FDA unveils new portal to boost patient involvement

Jul 9, 2019
FDA unveils new portal to boost patient involvement

The Food and Drug Administration (FDA) has launched a new online service, Request to Connect, offering patients and caregivers a quick, easy and direct link to regulators and a single-entry point for questions and meeting requests.

“The goal is to find better ways of reaching out to patients, understanding what their needs are, to better educate them on how decisions are made and how they can contribute to discussion about their health,” the agency reveals.

“As patient populations and their needs evolve and become increasingly complex, [we] want patients and those who advocate on their behalf to know that our door is open. As a science-based agency, we continue to develop and engage programs that help [the] FDA understand the patient perspective and advance the science of patient input.”

“Co-developed by the patient affairs staff and the medical product centers, the portal will route enquiries to the appropriate medical product center or office to ensure that they are received and responded to in an effective and efficient manner,” says the agency in an announcement.

Request to Connect is part of the agency’s ongoing program of patient involvement, which includes patient-focused drug development meetings and rare disease listening sessions. These are hosted in partnership with the National Organization for Rare Diseases (NORD) and aim to give the agency a better understanding of the needs of the patient community.

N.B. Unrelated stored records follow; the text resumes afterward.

//! Portfolio simulator — walks one price series, one position at a time.
//!
//! The simulator consumes validated signals and a price series, sizes entries
//! with a [`PositionSizer`](crate::sizing::PositionSizer), closes positions via
//! an [`ExitPolicy`](crate::exit::ExitPolicy) or exit signals, and charges the
//! [`FeeModel`](crate::fees::FeeModel) on every fill. It performs no I/O.

pub mod accounting;
pub mod error;
pub mod simulator;
pub mod state;

pub use error::{MissedEntry, SimError};
pub use simulator::simulate;
pub use state::{
    GapPolicy, Phase, SimConfig, SimState, SimulationOutput, SimulationReport, SizingBasis,
};
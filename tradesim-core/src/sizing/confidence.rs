//! Confidence-scaled sizer: linear from `floor` at confidence 0 to `ceiling` at 1.

use crate::domain::Signal;

use super::{PositionSizer, SizingContext};

#[derive(Debug, Clone, Copy, PartialEq)]
pub struct ConfidenceSizer {
    pub floor: f64,
    pub ceiling: f64,
}

impl ConfidenceSizer {
    pub fn new(floor: f64, ceiling: f64) -> Self {
        Self { floor, ceiling }
    }
}

impl PositionSizer for ConfidenceSizer {
    fn name(&self) -> &str {
        "confidence"
    }

    fn size(&self, signal: &Signal, _ctx: &SizingContext<'_>) -> f64 {
        match signal.confidence {
            Some(c) => self.floor + (self.ceiling - self.floor) * c.clamp(0.0, 1.0),
            None => self.floor,
        }
    }
}
#[cfg(test)]
mod tests {
    use super::*;

    #[test]
    fn parses_adjacently_tagged_json() {
        let json = r#"{"type":"FIXED","params":{"take_profit_pct":0.1,"stop_loss_pct":0.05}}"#;
        let cfg: ExitPolicyConfig = serde_json::from_str(json).unwrap();
        assert_eq!(
            cfg,
            ExitPolicyConfig::Fixed {
                take_profit_pct: Some(0.1),
                stop_loss_pct: Some(0.05)
            }
        );
        assert_eq!(create_exit_policy(&cfg).unwrap().name(), "fixed");
    }

    #[test]
    fn unit_variant_needs_no_params() {
        let cfg: ExitPolicyConfig = serde_json::from_str(r#"{"type":"SIGNAL_ONLY"}"#).unwrap();
        assert_eq!(cfg, ExitPolicyConfig::SignalOnly);
    }

    #[test]
    fn unknown_type_is_rejected_by_serde() {
        let res: Result<ExitPolicyConfig, _> =
            serde_json::from_str(r#"{"type":"MOON","params":{}}"#);
        assert!(res.is_err());
    }

    #[test]
    fn kelly_defaults_fill_in() {
        let cfg: SizingPolicyConfig =
            serde_json::from_str(r#"{"type":"KELLY","params":{}}"#).unwrap();
        match cfg {
            SizingPolicyConfig::Kelly {
                multiplier,
                ceiling,
                ..
            } => {
                assert_eq!(multiplier, 0.5);
                assert_eq!(ceiling, 0.8);
            }
            other => panic!("unexpected {other:?}"),
        }
    }

    #[test]
    fn with_timeout_wraps_plain_policy() {
        let cfg = ExitPolicyConfig::Fixed {
            take_profit_pct: Some(0.1),
            stop_loss_pct: None,
        };
        match cfg.with_timeout(48) {
            ExitPolicyConfig::Composite { policies } => {
                assert_eq!(policies.len(), 2);
                assert_eq!(policies[1], ExitPolicyConfig::Timeout { hours: 48 });
            }
            other => panic!("unexpected {other:?}"),
        }
    }

    #[test]
    fn with_timeout_replaces_nested_timeout() {
        let cfg = ExitPolicyConfig::Composite {
            policies: vec![
                ExitPolicyConfig::Timeout { hours: 12 },
                ExitPolicyConfig::Trailing {
                    trail_pct: 0.05,
                    activation_pct: None,
                    initial_stop_pct: None,
                },
            ],
        };
        match cfg.with_timeout(72) {
            ExitPolicyConfig::Composite { policies } => {
                assert_eq!(policies.len(), 2);
                assert_eq!(policies[0], ExitPolicyConfig::Timeout { hours: 72 });
            }
            other => panic!("unexpected {other:?}"),
        }
        assert_eq!(
            ExitPolicyConfig::SignalOnly.with_timeout(24),
            ExitPolicyConfig::Timeout { hours: 24 }
        );
    }

    #[test]
    fn out_of_range_parameters_fail() {
        let bad = ExitPolicyConfig::Trailing {
            trail_pct: 1.5,
            activation_pct: None,
            initial_stop_pct: None,
        };
        assert!(matches!(
            create_exit_policy(&bad),
            Err(FactoryError::InvalidParameter { name: "trail_pct", .. })
        ));
        assert!(create_exit_policy(&ExitPolicyConfig::Timeout { hours: 0 }).is_err());
        assert!(create_sizer(&SizingPolicyConfig::Fixed { fraction: 1.2 }).is_err());
        assert!(create_sizer(&SizingPolicyConfig::Confidence {
            floor: 0.9,
            ceiling: 0.1
        })
        .is_err());
    }

    #[test]
    fn builds_every_sizer() {
        let configs = [
            SizingPolicyConfig::Fixed { fraction: 0.5 },
            SizingPolicyConfig::Kelly {
                window: 20,
                min_trades: 10,
                multiplier: 0.5,
                ceiling: 0.8,
                fallback: 0.25,
            },
            SizingPolicyConfig::Confidence {
                floor: 0.1,
                ceiling: 1.0,
            },
            SizingPolicyConfig::Tier {
                key: "market_state".into(),
                tiers: BTreeMap::new(),
                default: 0.3,
            },
        ];
        let names: Vec<String> = configs
            .iter()
            .map(|c| create_sizer(c).unwrap().name().to_string())
            .collect();
        assert_eq!(names, ["fixed", "kelly", "confidence", "tier"]);
    }
}
//! Timeout exit — close at the bar close once the holding horizon has elapsed.

use chrono::Duration;

use crate::domain::{ExitReason, Position};

use super::{ExitDecision, ExitPolicy, MarketContext};

#[derive(Debug, Clone, PartialEq)]
pub struct TimeoutExit {
    pub max_hold: Duration,
}

impl TimeoutExit {
    pub fn new(max_hold: Duration) -> Self {
        Self { max_hold }
    }

    pub fn hours(hours: u32) -> Self {
        Self::new(Duration::hours(i64::from(hours)))
    }
}

impl ExitPolicy for TimeoutExit {
    fn name(&self) -> &str {
        "timeout"
    }

    fn check(&self, position: &Position, ctx: &MarketContext<'_>) -> ExitDecision {
        if position.hold_duration(ctx.now) >= self.max_hold {
            ExitDecision::full(ctx.bar.close, ExitReason::Timeout)
        } else {
            ExitDecision::Hold
        }
    }
}

#[cfg(test)]
mod tests {
    use super::super::test_support::*;
    use super::*;

    #[test]
    fn fires_at_horizon_on_close() {
        // Entry on day 1, 48h horizon.
        let policy = TimeoutExit::hours(48);
        let pos = long_at(100.0);

        let b2 = bar(2, 100.0, 101.0, 99.0, 100.5);
        assert!(policy.check(&pos, &MarketContext::new(&b2)).is_hold());

        let b3 = bar(3, 100.0, 101.0, 99.0, 100.7);
        assert_eq!(
            policy.check(&pos, &MarketContext::new(&b3)),
            ExitDecision::full(100.7, ExitReason::Timeout)
        );
    }
}
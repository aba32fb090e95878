//! Performance metrics — pure functions that compute strategy statistics.
//!
//! Every metric is a pure function: equity curve and/or trade ledger in, scalar out.
//! Win/loss classification goes through [`Trade::is_win`] and nothing else.

use serde::{Deserialize, Serialize};
use tradesim_core::domain::{EquityPoint, Trade};

/// Profit factor reported when there are winning trades and no losing ones.
pub const PROFIT_FACTOR_CAP: f64 = 100.0;

/// Which return series Sharpe and Sortino are computed on.
#[derive(Debug, Clone, Copy, Default, PartialEq, Eq, Serialize, Deserialize)]
#[serde(rename_all = "snake_case")]
pub enum ReturnBasis {
    /// Per-bar equity returns, annualized by `periods_per_year`.
    #[default]
    Bar,
    /// Per-trade `return_pct`, not annualized.
    Trade,
}

#[derive(Debug, Clone, Copy, PartialEq, Serialize, Deserialize)]
pub struct MetricsConfig {
    pub initial_capital: f64,
    pub return_basis: ReturnBasis,
    pub periods_per_year: f64,
}

impl Default for MetricsConfig {
    fn default() -> Self {
        Self {
            initial_capital: 10_000_000.0,
            return_basis: ReturnBasis::Bar,
            periods_per_year: 365.0,
        }
    }
}

#[derive(Debug, Clone, Copy, Default, PartialEq, Eq, Serialize, Deserialize)]
#[serde(rename_all = "snake_case")]
pub enum MetricsStatus {
    #[default]
    Ok,
    /// No trades, or too few equity samples for ratio metrics.
    InsufficientData,
}

/// Aggregate performance metrics for one simulation.
#[derive(Debug, Clone, PartialEq, Serialize, Deserialize)]
pub struct PerformanceMetrics {
    pub total_return_pct: f64,
    pub sharpe_ratio: f64,
    pub sortino_ratio: f64,
    /// Non-positive fraction (-0.15 = 15% drawdown).
    pub max_drawdown_pct: f64,
    pub win_rate: f64,
    pub profit_factor: f64,
    pub trade_count: usize,
    pub winning_trades: usize,
    pub losing_trades: usize,
    pub avg_trade_return_pct: f64,
    /// Fraction of equity samples with an open position.
    pub exposure: f64,
    pub status: MetricsStatus,
}

impl PerformanceMetrics {
    /// Compute all metrics from a trade ledger and equity curve.
    pub fn compute(trades: &[Trade], equity_curve: &[EquityPoint], config: &MetricsConfig) -> Self {
        let values = equity_values(equity_curve, config.initial_capital);
        let returns = match config.return_basis {
            ReturnBasis::Bar => period_returns(&values),
            ReturnBasis::Trade => trades.iter().map(|t| t.return_pct).collect(),
        };
        let annualization = match config.return_basis {
            ReturnBasis::Bar => config.periods_per_year.max(0.0).sqrt(),
            ReturnBasis::Trade => 1.0,
        };

        let status = if trades.is_empty() || equity_curve.is_empty() {
            MetricsStatus::InsufficientData
        } else {
            MetricsStatus::Ok
        };

        Self {
            total_return_pct: total_return(&values),
            sharpe_ratio: sharpe_ratio(&returns) * annualization,
            sortino_ratio: sortino_ratio(&returns) * annualization,
            max_drawdown_pct: max_drawdown(&values),
            win_rate: win_rate(trades),
            profit_factor: profit_factor(trades),
            trade_count: trades.len(),
            winning_trades: trades.iter().filter(|t| t.is_win()).count(),
            losing_trades: trades.iter().filter(|t| t.is_loss()).count(),
            avg_trade_return_pct: mean_f64(&trades.iter().map(|t| t.return_pct).collect::<Vec<_>>()),
            exposure: exposure(equity_curve),
            status,
        }
    }

    pub fn has_data(&self) -> bool {
        self.status == MetricsStatus::Ok
    }
}

// ─── Individual metric functions ────────────────────────────────────

/// Total return as a fraction: (final - initial) / initial.
pub fn total_return(values: &[f64]) -> f64 {
    match (values.first(), values.last()) {
        (Some(&initial), Some(&last)) if initial > 0.0 => (last - initial) / initial,
        _ => 0.0,
    }
}

/// Mean over sample standard deviation of `returns`, unannualized.
///
/// Returns 0.0 if variance is zero or fewer than 2 returns.
pub fn sharpe_ratio(returns: &[f64]) -> f64 {
    if returns.len() < 2 {
        return 0.0;
    }
    let std = std_dev(returns);
    if std < 1e-15 {
        return 0.0;
    }
    mean_f64(returns) / std
}

/// Mean over downside deviation of `returns`, unannualized.
///
/// Returns 0.0 if there is no downside or fewer than 2 returns.
pub fn sortino_ratio(returns: &[f64]) -> f64 {
    if returns.len() < 2 {
        return 0.0;
    }
    let downside_sq: f64 = returns.iter().filter(|&&r| r < 0.0).map(|r| r * r).sum();
    if downside_sq <= 0.0 {
        return 0.0;
    }
    let downside_std = (downside_sq / returns.len() as f64).sqrt();
    if downside_std < 1e-15 {
        return 0.0;
    }
    mean_f64(returns) / downside_std
}

/// Maximum drawdown as a negative fraction (e.g., -0.15 = 15% drawdown).
///
/// Returns 0.0 if equity is constant or monotonically increasing.
pub fn max_drawdown(values: &[f64]) -> f64 {
    let mut peak = match values.first() {
        Some(&v) => v,
        None => return 0.0,
    };
    let mut max_dd = 0.0_f64;

    for &eq in values {
        if eq > peak {
            peak = eq;
        }
        if peak > 0.0 {
            let dd = (eq - peak) / peak;
            if dd < max_dd {
                max_dd = dd;
            }
        }
    }
    max_dd
}

/// Fraction of ledger records that are wins.
pub fn win_rate(trades: &[Trade]) -> f64 {
    if trades.is_empty() {
        return 0.0;
    }
    let winners = trades.iter().filter(|t| t.is_win()).count();
    winners as f64 / trades.len() as f64
}

/// Capital-weighted gross profit over gross loss.
///
/// Each trade contributes `return_pct × capital_committed`. Capped at
/// [`PROFIT_FACTOR_CAP`] when there are no losses.
pub fn profit_factor(trades: &[Trade]) -> f64 {
    if trades.is_empty() {
        return 0.0;
    }
    let weighted = |t: &Trade| t.return_pct * t.capital_committed;
    let gross_profit: f64 = trades.iter().filter(|t| t.is_win()).map(weighted).sum();
    let gross_loss: f64 = trades
        .iter()
        .filter(|t| t.is_loss())
        .map(|t| weighted(t).abs())
        .sum();

    if gross_loss < 1e-10 {
        return if gross_profit > 0.0 { PROFIT_FACTOR_CAP } else { 0.0 };
    }
    (gross_profit / gross_loss).min(PROFIT_FACTOR_CAP)
}

/// Fraction of equity samples where a position was held.
pub fn exposure(equity_curve: &[EquityPoint]) -> f64 {
    if equity_curve.is_empty() {
        return 0.0;
    }
    let held = equity_curve.iter().filter(|p| p.position_value > 0.0).count();
    held as f64 / equity_curve.len() as f64
}

// ─── Helpers ────────────────────────────────────────────────────────

/// Equity values prefixed with the initial capital, so the first bar's move counts.
fn equity_values(equity_curve: &[EquityPoint], initial_capital: f64) -> Vec<f64> {
    std::iter::once(initial_capital)
        .chain(equity_curve.iter().map(|p| p.total_value))
        .collect()
}

/// Simple returns between consecutive values.
pub fn period_returns(values: &[f64]) -> Vec<f64> {
    values
        .windows(2)
        .map(|w| {
            if w[0] > 0.0 {
                (w[1] - w[0]) / w[0]
            } else {
                0.0
            }
        })
        .collect()
}

pub(crate) fn mean_f64(values: &[f64]) -> f64 {
    if values.is_empty() {
        return 0.0;
    }
    values.iter().sum::<f64>() / values.len() as f64
}

pub(crate) fn std_dev(values: &[f64]) -> f64 {
    if values.len() < 2 {
        return 0.0;
    }
    let mean = mean_f64(values);
    let variance =
        values.iter().map(|v| (v - mean).powi(2)).sum::<f64>() / (values.len() - 1) as f64;
    variance.sqrt()
}
//! Loading the external signal feed and the price series from files.
//!
//! Signal feeds are JSON Lines (one `Signal` object per line) or CSV with a
//! header `timestamp,action,price[,score][,confidence][,market_state]`. Any
//! further CSV columns land in the signal's metadata. A signal line that fails
//! to parse is rejected individually and reported; it never aborts the load.
//!
//! Price files are CSV `timestamp,open,high,low,close[,volume]`. A bad price
//! row is fatal: fills cannot be computed against a series with holes in it.
//!
//! Timestamps are RFC 3339, `YYYY-MM-DD HH:MM:SS` (UTC), `YYYY-MM-DD`, or unix
//! seconds.

use std::collections::BTreeMap;
use std::io::{BufRead, BufReader, Read};
use std::path::{Path, PathBuf};

use chrono::{DateTime, NaiveDate, NaiveDateTime, TimeZone, Utc};
use thiserror::Error;
use tracing::{info, warn};

use tradesim_core::domain::{Bar, BarError, PriceSeries, Signal, SignalAction, Timeframe};
use tradesim_core::signals::{SignalRejection, SignalStore, SignalValidationReport};

/// Errors from the data loading layer.
#[derive(Debug, Error)]
pub enum LoadError {
    #[error("failed to read {path}: {source}")]
    Io {
        path: PathBuf,
        #[source]
        source: std::io::Error,
    },
    #[error("csv error: {0}")]
    Csv(#[from] csv::Error),
    #[error("missing required column '{0}'")]
    MissingColumn(&'static str),
    #[error("price row {line}: {message}")]
    BadPriceRow { line: usize, message: String },
    #[error("invalid price series: {0}")]
    Series(#[from] BarError),
    #[error("cannot infer signal format from {0} (expected .jsonl, .ndjson or .csv)")]
    UnknownFormat(PathBuf),
}

/// On-disk layout of a signal feed.
#[derive(Debug, Clone, Copy, PartialEq, Eq)]
pub enum SignalFormat {
    JsonLines,
    Csv,
}

impl SignalFormat {
    pub fn from_path(path: &Path) -> Result<Self, LoadError> {
        match path
            .extension()
            .and_then(|e| e.to_str())
            .map(|e| e.to_ascii_lowercase())
            .as_deref()
        {
            Some("jsonl") | Some("ndjson") | Some("json") => Ok(SignalFormat::JsonLines),
            Some("csv") => Ok(SignalFormat::Csv),
            _ => Err(LoadError::UnknownFormat(path.to_path_buf())),
        }
    }
}

/// Parsed signals in feed order plus the lines that did not parse.
#[derive(Debug, Clone, Default)]
pub struct ParsedSignals {
    pub signals: Vec<Signal>,
    pub unparseable: Vec<SignalRejection>,
}

impl ParsedSignals {
    /// Validate into a store; parse failures are folded into the report.
    pub fn into_store(self) -> (SignalStore, SignalValidationReport) {
        let (store, mut report) = SignalStore::from_signals(self.signals);
        report.merge_rejections(self.unparseable);
        (store, report)
    }
}

// ─── Signals ─────────────────────────────────────────────────────────

/// Read and validate a signal feed.
pub fn load_signals(path: &Path) -> Result<(SignalStore, SignalValidationReport), LoadError> {
    let format = SignalFormat::from_path(path)?;
    let file = std::fs::File::open(path).map_err(|source| LoadError::Io {
        path: path.to_path_buf(),
        source,
    })?;
    let parsed = match format {
        SignalFormat::JsonLines => parse_signals_jsonl(BufReader::new(file)).map_err(|source| {
            LoadError::Io {
                path: path.to_path_buf(),
                source,
            }
        })?,
        SignalFormat::Csv => parse_signals_csv(file)?,
    };
    let (store, report) = parsed.into_store();
    info!(
        path = %path.display(),
        accepted = report.accepted,
        rejected = report.rejected_count(),
        "signals loaded"
    );
    Ok((store, report))
}

/// One `Signal` JSON object per line. Blank lines are skipped.
pub fn parse_signals_jsonl<R: BufRead>(reader: R) -> std::io::Result<ParsedSignals> {
    let mut parsed = ParsedSignals::default();
    for (idx, line) in reader.lines().enumerate() {
        let line = line?;
        let trimmed = line.trim();
        if trimmed.is_empty() {
            continue;
        }
        match serde_json::from_str::<Signal>(trimmed) {
            Ok(signal) => parsed.signals.push(signal),
            Err(e) => reject(&mut parsed, idx + 1, e.to_string()),
        }
    }
    Ok(parsed)
}

/// CSV with a header row. Unknown columns become string metadata.
pub fn parse_signals_csv<R: Read>(reader: R) -> Result<ParsedSignals, LoadError> {
    let mut rdr = csv::ReaderBuilder::new()
        .trim(csv::Trim::All)
        .flexible(true)
        .from_reader(reader);
    let headers = rdr.headers()?.clone();
    let column = |name: &str| headers.iter().position(|h| h.eq_ignore_ascii_case(name));
    let ts_col = column("timestamp").ok_or(LoadError::MissingColumn("timestamp"))?;
    let action_col = column("action").ok_or(LoadError::MissingColumn("action"))?;
    let price_col = column("price").ok_or(LoadError::MissingColumn("price"))?;
    let score_col = column("score");
    let confidence_col = column("confidence");
    let state_col = column("market_state");
    let known = [
        Some(ts_col),
        Some(action_col),
        Some(price_col),
        score_col,
        confidence_col,
        state_col,
    ];

    let mut parsed = ParsedSignals::default();
    for (idx, record) in rdr.records().enumerate() {
        // Header is line 1.
        let line = idx + 2;
        let record = match record {
            Ok(r) => r,
            Err(e) => {
                reject(&mut parsed, line, e.to_string());
                continue;
            }
        };
        let field = |col: Option<usize>| col.and_then(|c| record.get(c)).filter(|v| !v.is_empty());

        let result = (|| -> Result<Signal, String> {
            let ts_raw = field(Some(ts_col)).ok_or("missing timestamp")?;
            let timestamp =
                parse_timestamp(ts_raw).ok_or_else(|| format!("bad timestamp '{ts_raw}'"))?;
            let action: SignalAction = field(Some(action_col)).ok_or("missing action")?.parse()?;
            let price = parse_f64(field(Some(price_col)), "price")?.ok_or("missing price")?;

            let mut signal = Signal::new(timestamp, action, price);
            signal.score = parse_f64(field(score_col), "score")?;
            signal.confidence = parse_f64(field(confidence_col), "confidence")?;
            signal.market_state = field(state_col).map(str::to_string);
            signal.metadata = extra_columns(&headers, &record, &known);
            Ok(signal)
        })();

        match result {
            Ok(signal) => parsed.signals.push(signal),
            Err(message) => reject(&mut parsed, line, message),
        }
    }
    Ok(parsed)
}

fn reject(parsed: &mut ParsedSignals, line: usize, message: String) {
    warn!(line, %message, "unparseable signal line");
    parsed
        .unparseable
        .push(SignalRejection::Unparseable { line, message });
}

fn parse_f64(raw: Option<&str>, name: &str) -> Result<Option<f64>, String> {
    raw.map(|v| v.parse::<f64>().map_err(|_| format!("bad {name} '{v}'")))
        .transpose()
}

/// Numeric-looking values become JSON numbers so policies can read them as such.
fn extra_columns(
    headers: &csv::StringRecord,
    record: &csv::StringRecord,
    known: &[Option<usize>],
) -> BTreeMap<String, serde_json::Value> {
    headers
        .iter()
        .enumerate()
        .filter(|(i, _)| !known.contains(&Some(*i)))
        .filter_map(|(i, name)| {
            let value = record.get(i).filter(|v| !v.is_empty())?;
            let json = value
                .parse::<f64>()
                .ok()
                .and_then(serde_json::Number::from_f64)
                .map(serde_json::Value::Number)
                .unwrap_or_else(|| serde_json::Value::String(value.to_string()));
            Some((name.to_string(), json))
        })
        .collect()
}

// ─── Prices ──────────────────────────────────────────────────────────

/// Read a price CSV into a validated series.
pub fn load_prices(path: &Path, timeframe: Timeframe) -> Result<PriceSeries, LoadError> {
    let file = std::fs::File::open(path).map_err(|source| LoadError::Io {
        path: path.to_path_buf(),
        source,
    })?;
    let series = parse_prices_csv(file, timeframe)?;
    let gaps = series.gaps().len();
    info!(
        path = %path.display(),
        bars = series.len(),
        gaps,
        timeframe = %timeframe,
        "prices loaded"
    );
    Ok(series)
}

pub fn parse_prices_csv<R: Read>(reader: R, timeframe: Timeframe) -> Result<PriceSeries, LoadError> {
    let mut rdr = csv::ReaderBuilder::new()
        .trim(csv::Trim::All)
        .from_reader(reader);
    let headers = rdr.headers()?.clone();
    let column = |name: &'static str| {
        headers
            .iter()
            .position(|h| h.eq_ignore_ascii_case(name))
            .ok_or(LoadError::MissingColumn(name))
    };
    let cols = [
        column("timestamp")?,
        column("open")?,
        column("high")?,
        column("low")?,
        column("close")?,
    ];
    let volume_col = headers.iter().position(|h| h.eq_ignore_ascii_case("volume"));

    let mut bars = Vec::new();
    for (idx, record) in rdr.records().enumerate() {
        let line = idx + 2;
        let record = record?;
        let bad = |message: String| LoadError::BadPriceRow { line, message };
        let get = |c: usize| record.get(c).unwrap_or("");

        let timestamp = parse_timestamp(get(cols[0]))
            .ok_or_else(|| bad(format!("bad timestamp '{}'", get(cols[0]))))?;
        let mut ohlc = [0.0_f64; 4];
        for (slot, &c) in ohlc.iter_mut().zip(&cols[1..]) {
            *slot = get(c)
                .parse()
                .map_err(|_| bad(format!("bad number '{}'", get(c))))?;
        }
        let mut bar = Bar::new(timestamp, ohlc[0], ohlc[1], ohlc[2], ohlc[3]);
        if let Some(v) = volume_col.map(get).filter(|v| !v.is_empty()) {
            bar.volume = Some(v.parse().map_err(|_| bad(format!("bad volume '{v}'")))?);
        }
        bars.push(bar);
    }
    Ok(PriceSeries::new(timeframe, bars)?)
}

// ─── Timestamps ──────────────────────────────────────────────────────

/// Parse the timestamp forms accepted in signal and price files.
pub fn parse_timestamp(raw: &str) -> Option<DateTime<Utc>> {
    let raw = raw.trim();
    if let Ok(dt) = DateTime::parse_from_rfc3339(raw) {
        return Some(dt.with_timezone(&Utc));
    }
    if let Ok(secs) = raw.parse::<i64>() {
        return Utc.timestamp_opt(secs, 0).single();
    }
    for fmt in ["%Y-%m-%d %H:%M:%S", "%Y-%m-%dT%H:%M:%S", "%Y-%m-%d %H:%M"] {
        if let Ok(naive) = NaiveDateTime::parse_from_str(raw, fmt) {
            return Some(Utc.from_utc_datetime(&naive));
        }
    }
    NaiveDate::parse_from_str(raw, "%Y-%m-%d")
        .ok()
        .and_then(|d| d.and_hms_opt(0, 0, 0))
        .map(|naive| Utc.from_utc_datetime(&naive))
}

“The events are closed to the public and focus on a rare disease for which little is known, and effective treatments are more rare than the disease themselves,” says the FDA in a video.

The human face to scientific decision making

The FDA Patient Representative Program ensures the patient voice is considered when drug approval decisions are being made. Two hundred patient representatives work with the agency across more than 300 diseases and conditions. They give a “human face” to the scientific decision-making process, the video explains.

Other forums include the Patient Engagement Collaboration, in partnership with Duke’s University’s Clinical Trials Transformations Initiative.

The Patient Engagement Advisory Committee meets once a year. During this time, patients and caregivers advise the FDAs Center for Devices and Radiological Health on issues related to medical devices.

“Over the years, we have developed forums, tables at which patients, caregivers, advocates and FDA staff can sit and exchange ideas.

“Each forum provides patients, caregivers and advocates with a seat next to FDA scientists, doctors and researchers. Their input is invaluable.”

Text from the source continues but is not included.